“Jeongin…” diye mırıldandı kulağıma doğru. Sesi, soğuk bir rüzgar gibi içimde yankılanarak ürpertti bedenimi. Nefesimi tutmak zorunda kaldım, çünkü o nefes bile benim kontrolümde değil gibiydi. Bir adım daha yaklaştı ve dudakları kulağıma değdiğinde bütün dünyam sadece o anın içine sıkıştı.
“Bana seni seviyorum Hyung demen için neler yapabileceğimi bilseydin,” diye fısıldadı, sesi tehditkâr bir tatla doluydu.
Başını geriye çekip yüzümü inceledi, ardından gözleri dudaklarımda gezindi. “O küçük ağzından o kelimeleri duymak için neler yapabileceğimi bilseydin,” diye devam etti.
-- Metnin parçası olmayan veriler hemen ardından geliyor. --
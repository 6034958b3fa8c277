use axum::{
    Json,
    extract::{Query, State},
};
use bm_common::views::weekly::{WeeklyAtpSummary, weekly_atp_summary};
use chrono::{NaiveDate, Utc};
use serde::Deserialize;

use super::load_bench;
use crate::SharedState;
use crate::error::ApiError;

#[derive(Debug, Default, Deserialize)]
pub struct WeekQuery {
    /// `YYYY-MM-DD`; the report covers the seven days ending that day.
    pub week: Option<String>,
}

fn parse_week(raw: Option<&str>) -> Result<Option<NaiveDate>, ApiError> {
    match raw.map(str::trim).filter(|value| !value.is_empty()) {
        None => Ok(None),
        Some(value) => NaiveDate::parse_from_str(value, "%Y-%m-%d")
            .map(Some)
            .map_err(|_| ApiError::BadRequest(format!("week must be YYYY-MM-DD, got {value}"))),
    }
}

pub async fn weekly_atp(
    State(state): State<SharedState>,
    Query(query): Query<WeekQuery>,
) -> Result<Json<WeeklyAtpSummary>, ApiError> {
    let reference = parse_week(query.week.as_deref())?;
    let now = Utc::now();
    let (resources, requirements) = load_bench(&state, now).await?;

    Ok(Json(weekly_atp_summary(
        &resources,
        &requirements,
        reference,
        now,
    )))
}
Dilini dudaklarımda hissettiğimde kalbim duracak gibi oldu, ama bu onun umurunda bile değildi. Dili usulca dudaklarımı okşadıktan sonra dudaklarımıza yüklediği sert öpücükle zihnimde yankılandı her şey. “Bu kadar inat eder miydin yine?”
Dudakları dudaklarımdan ayrıldı, ama bu sadece kısa bir molaydı. Çeneme, oradan boynuma doğru inen hafif öpücükleri tenimde bıraktığı izlerle varlığını hissettiriyordu. Nefesim düzensizleşirken gözlerimi kapattım. Direnmek istiyordum, ama onun varlığı her şeye hükmediyordu.
Göğsümde durdu, dilini yavaşça tenimde gezdirdi. Her hareketi, her dokunuşu, bedenimde yankılanan bir emir gibi hissettiriyordu. “Yine, Hyung seni abim olarak görüyorum der miydin?”
Ellerim titrerken onun iradesine karşı koyma çabam anlamsızdı. Dilini, alkolün ve onun etkisiyle hassaslaşmış göğüs ucumda gezdirirken kontrolümü tamamen kaybetmiştim.
“Ve yine, köpek gibi kıskandığımı bile bile o herifle konuşur muydun?”
Sözleri ağır, ama bir o kadar da zehirliydi. Her hece, her kelime, içimde ateşten bir iz bırakıyordu. Ne diyebilirdim ki? Ona meydan okumak, bu bakışların karşısında dimdik durmak istiyordum. Ama Hyunjin, bütün korkularımı, zaaflarımı bilen tek kişiydi. Bu yüzden ona karşı direnmeye çalışmak, umutsuzca bir savaş gibiydi.